Still, I recently finished something that gives me at least
a glimmer of what “it” might be. This spring, I launched on an adventure that
brought me no fame and no fortune. It actually cost me a pretty good chunk of
change when all was said and done. That’s how my life tends to work.
In lieu of gainful employment, I embarked on a chaplaincy
internship. Ron, a good friend and former colleague in the aforementioned Large
Religious Organization (hereafter referred to as the LRO), called me and told
me about an opportunity that had come up very quickly. If I wanted to be part
of it, I needed to decide and get my application done in about 24 hours. Thanks
for the lead time, Ron! Anyway, I filled out my application and sent it (along
with the non-refundable $50 fee) to the Care and Counseling Center of Georgia.
After a few days and an interview, I was officially a Chaplain Intern for Presbyterian
Homes of Georgia.
I would be working Philips Tower, a senior independent living center in Decatur.
I had no idea what I was getting into, but it was an
opportunity to explore not only a possible interest and a new area of service,
but to explore who the last 27 years of loyalty to the LRO had made me to be. I should
have been nervous. Really, I was more curious than nervous and looked forward
to it. Sitting around searching the internet for possible employment will make
anyone look forward to just about anything.

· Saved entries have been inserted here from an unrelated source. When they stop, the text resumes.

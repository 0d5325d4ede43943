//! State shared with the conversational search agent
//!
//! The agent (`query_agent`) and the UI read and write the same
//! [`SearchAgentState`] cooperatively: whoever writes last wins and readers must
//! tolerate any field being mid-update. The agent fills `parameters` field by
//! field before `results` arrives, so "filters present, no results yet" is the
//! searching phase rather than an empty answer.
//!
//! Plain state only supports the shape heuristics
//! ([`SearchAgentState::has_search_started`],
//! [`SearchAgentState::is_loading_results`]). These cannot tell "still running,
//! nothing yet" from "finished, nothing found". [`AgentStateCell`] versions
//! every write, so when result writes go through
//! [`AgentStateCell::publish_results`] it can report completion explicitly.

use crate::entities::EntityKind;
use crate::filter::PathFilter;
use crate::results::SearchResult;
use crate::search_models::SearchParameters;
use serde::{Deserialize, Deserializer, Serialize};
use serde_json::Value;
use std::fmt;
use std::sync::{PoisonError, RwLock};
use tracing::{debug, warn};

/// Name the agent runtime registers the search agent under
pub const DEFAULT_AGENT_NAME: &str = "query_agent";

/// Search parameters as the agent fills them in
///
/// Every field may be missing or blank while the agent is still working.
#[derive(Debug, Clone, Default, PartialEq, Serialize, Deserialize)]
pub struct AgentParameters {
    #[serde(default, skip_serializing_if = "Option::is_none")]
    pub action: Option<String>,
    #[serde(default, skip_serializing_if = "Option::is_none")]
    pub entity_type: Option<String>,
    #[serde(default, skip_serializing_if = "Option::is_none")]
    pub query: Option<String>,
    #[serde(default, skip_serializing_if = "Option::is_none")]
    pub filters: Option<Vec<PathFilter>>,
}

impl AgentParameters {
    /// Read parameters from an untrusted JSON value
    ///
    /// Returns `None` when the value is not an object. Filters that do not
    /// parse are skipped individually.
    pub fn from_value(value: &Value) -> Option<Self> {
        let object = value.as_object()?;
        let text = |key: &str| {
            object
                .get(key)
                .and_then(Value::as_str)
                .filter(|s| !s.is_empty())
                .map(str::to_string)
        };

        let filters = match object.get("filters") {
            Some(Value::Array(items)) => Some(
                items
                    .iter()
                    .filter_map(|item| match PathFilter::deserialize(item) {
                        Ok(filter) => Some(filter),
                        Err(e) => {
                            warn!("Skipping malformed agent filter: {e}");
                            None
                        }
                    })
                    .collect(),
            ),
            Some(Value::Null) | None => None,
            Some(other) => {
                warn!("Ignoring non-array agent filters: {other}");
                None
            }
        };

        Some(Self {
            action: text("action"),
            entity_type: text("entity_type"),
            query: text("query"),
            filters,
        })
    }

    pub fn filters(&self) -> &[PathFilter] {
        self.filters.as_deref().unwrap_or_default()
    }

    /// The entity kind, once the agent has set a recognised one
    pub fn entity_kind(&self) -> Option<EntityKind> {
        self.entity_type.as_deref().and_then(|t| t.parse().ok())
    }

    /// Canonical parameters, available once the entity kind is known
    pub fn to_search_parameters(&self) -> Option<SearchParameters> {
        let kind = self.entity_kind()?;
        Some(SearchParameters::new(
            kind,
            self.query.clone(),
            self.filters().to_vec(),
        ))
    }

    /// True when the agent has not filled in anything yet
    pub fn is_empty(&self) -> bool {
        self.action.is_none()
            && self.entity_type.is_none()
            && self.query.is_none()
            && self.filters().is_empty()
    }
}

impl From<SearchParameters> for AgentParameters {
    fn from(params: SearchParameters) -> Self {
        let action = serde_json::to_value(params.action)
            .ok()
            .and_then(|v| v.as_str().map(str::to_string));
        Self {
            action,
            entity_type: Some(params.entity_type.to_string()),
            query: params.query,
            filters: params.filters,
        }
    }
}

impl fmt::Display for AgentParameters {
    fn fmt(&self, f: &mut fmt::Formatter<'_>) -> fmt::Result {
        writeln!(f, "Action: {}", self.action.as_deref().unwrap_or("N/A"))?;
        writeln!(
            f,
            "Entity Type: {}",
            self.entity_type.as_deref().unwrap_or("N/A")
        )?;
        if let Some(query) = &self.query {
            writeln!(f, "Search Query: \"{query}\"")?;
        }
        writeln!(f, "Active Filters:")?;
        if self.filters().is_empty() {
            write!(f, "  No filters applied.")
        } else {
            let lines: Vec<String> = self.filters().iter().map(|flt| format!("  {flt}")).collect();
            write!(f, "{}", lines.join("\n"))
        }
    }
}

/// Bookkeeping the agent keeps alongside the search
#[derive(Debug, Clone, Default, PartialEq, Serialize, Deserialize)]
pub struct SessionMetadata {
    /// The most recent query sent by the user
    #[serde(default)]
    pub last_query: String,
    #[serde(default, deserialize_with = "lenient_entity_kind")]
    pub last_entity_type: Option<EntityKind>,
    #[serde(default)]
    pub search_count: u64,
    /// Set while the agent is reasoning
    #[serde(default)]
    pub is_thinking: bool,
    #[serde(default)]
    pub last_response: String,
}

fn lenient_entity_kind<'de, D>(deserializer: D) -> Result<Option<EntityKind>, D::Error>
where
    D: Deserializer<'de>,
{
    let raw = Option::<Value>::deserialize(deserializer)?;
    Ok(raw
        .as_ref()
        .and_then(Value::as_str)
        .and_then(|s| s.parse().ok()))
}

/// State exchanged with the search agent
#[derive(Debug, Clone, Default, PartialEq, Serialize, Deserialize)]
pub struct SearchAgentState {
    #[serde(default)]
    pub parameters: Option<AgentParameters>,
    #[serde(default)]
    pub results: Vec<SearchResult>,
    #[serde(flatten)]
    pub session: SessionMetadata,
}

/// Where an agent-driven search stands
#[derive(Debug, Clone, Copy, PartialEq, Eq)]
pub enum SearchPhase {
    Idle,
    Searching,
    Completed { result_count: usize },
}

impl SearchAgentState {
    /// Read state from an untrusted JSON value, never failing
    ///
    /// Missing or malformed fields degrade to "not started".
    pub fn from_value(value: &Value) -> Self {
        let Some(object) = value.as_object() else {
            warn!("Agent state is not an object, treating as not started");
            return Self::default();
        };

        let parameters = match object.get("parameters") {
            None | Some(Value::Null) => None,
            Some(raw) => {
                let parsed = AgentParameters::from_value(raw);
                if parsed.is_none() {
                    warn!("Agent parameters are not an object, ignoring");
                }
                parsed
            }
        };

        let results = match object.get("results") {
            Some(Value::Array(items)) => items.iter().cloned().map(SearchResult::classify).collect(),
            None | Some(Value::Null) => Vec::new(),
            Some(_) => {
                warn!("Agent results are not an array, ignoring");
                Vec::new()
            }
        };

        let session = SessionMetadata::deserialize(value).unwrap_or_else(|e| {
            debug!("Agent session metadata unreadable: {e}");
            SessionMetadata::default()
        });

        Self {
            parameters,
            results,
            session,
        }
    }

    pub fn filters(&self) -> &[PathFilter] {
        self.parameters
            .as_ref()
            .map(AgentParameters::filters)
            .unwrap_or_default()
    }

    /// Parameters exist and carry at least one filter
    pub fn has_search_started(&self) -> bool {
        !self.filters().is_empty()
    }

    /// Search started and no results have arrived.
    ///
    /// A completed search with zero results looks identical; only
    /// [`AgentStateCell::phase`] can tell them apart.
    pub fn is_loading_results(&self) -> bool {
        self.has_search_started() && self.results.is_empty()
    }

    /// Phase derived purely from the state's shape
    pub fn phase(&self) -> SearchPhase {
        if !self.has_search_started() {
            SearchPhase::Idle
        } else if self.is_loading_results() {
            SearchPhase::Searching
        } else {
            SearchPhase::Completed {
                result_count: self.results.len(),
            }
        }
    }
}

/// A value together with the version it was read at
#[derive(Debug, Clone, PartialEq)]
pub struct Versioned<T> {
    pub version: u64,
    pub value: T,
}

#[derive(Debug, Default)]
struct CellInner {
    state: SearchAgentState,
    version: u64,
    parameters_version: u64,
    results_version: u64,
}

impl CellInner {
    fn bump(&mut self) -> u64 {
        self.version += 1;
        self.version
    }
}

/// Versioned, last-writer-wins holder of the agent state
///
/// Every write bumps a monotonic version. Writes to parameters and results
/// are tracked separately so a results write that follows the latest
/// parameters write marks the search complete, even when it is empty.
#[derive(Debug, Default)]
pub struct AgentStateCell {
    inner: RwLock<CellInner>,
}

impl AgentStateCell {
    pub fn new() -> Self {
        Self::default()
    }

    pub fn with_state(state: SearchAgentState) -> Self {
        let cell = Self::new();
        cell.replace(state);
        cell
    }

    pub fn snapshot(&self) -> Versioned<SearchAgentState> {
        let inner = self.inner.read().unwrap_or_else(PoisonError::into_inner);
        Versioned {
            version: inner.version,
            value: inner.state.clone(),
        }
    }

    pub fn version(&self) -> u64 {
        self.inner
            .read()
            .unwrap_or_else(PoisonError::into_inner)
            .version
    }

    /// Whether nothing was written since `version` was read
    pub fn is_current(&self, version: u64) -> bool {
        self.version() == version
    }

    /// Overwrite the whole state, as the agent bridge does on every sync
    ///
    /// Results arriving in the same sync as their parameters count as written
    /// after them.
    pub fn replace(&self, state: SearchAgentState) -> u64 {
        let mut inner = self.inner.write().unwrap_or_else(PoisonError::into_inner);
        let mut version = inner.bump();
        let parameters_changed = inner.state.parameters != state.parameters;
        let results_changed = inner.state.results != state.results;

        if parameters_changed {
            inner.parameters_version = version;
        }
        if results_changed || (parameters_changed && !state.results.is_empty()) {
            if parameters_changed {
                version = inner.bump();
            }
            inner.results_version = version;
        }
        inner.state = state;
        version
    }

    pub fn update_parameters(&self, update: impl FnOnce(&mut AgentParameters)) -> u64 {
        let mut inner = self.inner.write().unwrap_or_else(PoisonError::into_inner);
        let version = inner.bump();
        update(inner.state.parameters.get_or_insert_with(AgentParameters::default));
        inner.parameters_version = version;
        version
    }

    /// Record the agent's answer; an empty list still completes the search
    pub fn publish_results(&self, results: Vec<SearchResult>) -> u64 {
        let mut inner = self.inner.write().unwrap_or_else(PoisonError::into_inner);
        let version = inner.bump();
        inner.state.results = results;
        inner.results_version = version;
        version
    }

    pub fn update_session(&self, update: impl FnOnce(&mut SessionMetadata)) -> u64 {
        let mut inner = self.inner.write().unwrap_or_else(PoisonError::into_inner);
        let version = inner.bump();
        update(&mut inner.state.session);
        version
    }

    /// Phase using write order instead of shape alone
    pub fn phase(&self) -> SearchPhase {
        let inner = self.inner.read().unwrap_or_else(PoisonError::into_inner);
        if !inner.state.has_search_started() {
            SearchPhase::Idle
        } else if inner.results_version > inner.parameters_version {
            SearchPhase::Completed {
                result_count: inner.state.results.len(),
            }
        } else {
            SearchPhase::Searching
        }
    }
}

I had never worked with senior adults. The minimum age to be
a resident of the PHofGA is 62. Most of our residents were well above that.
Would I have anything to offer them? After all, I had spent my career dealing
with the issues faced by college students. Would they want to accept anything I
had to offer? They didn’t know me. Why should they be open to anything I said
or did? What about the staff I would be working with? Would they allow me to be
a real part of life at Philips
Tower? It would take some
kind of magic or divine intervention to make it all come together.
It would take some kind of alchemy.
The basic definition of alchemy is creating something of
great value – usually gold – out of a common substance believed to be of little
worth. I spend three months in an alchemical cauldron of people from different
places who led different lives and who now found themselves residents of the
same 10-story high rise. Into the cauldron they poured their personalities and
quirks, their preferences and their experiences and their faith. To that mix I
added my own experience, whatever expertise I had and my hope to be part of
something bigger than myself.
I found myself amazed. I now believe in the alchemy of
people. Remarkable things happened when we worshipped and celebrated communion
together or when we talked together or when we simply encountered one another
in the hallway. I had arrived hoping to witness alchemy. I stayed to become
part of the gold.
Why? Simply, it was the people. Most of the residents were
glad to see us on a daily basis. They supported us as we were trying to support
them. I was humbled at the extent of their experience and the lives many had
led. Some were sad. Some struggled with physical illness or limitations. A few were dealing with things that happened early in their lives but were so horrific that they were still in pain. Some
were happy to still be able to talk or laugh or sing or pray.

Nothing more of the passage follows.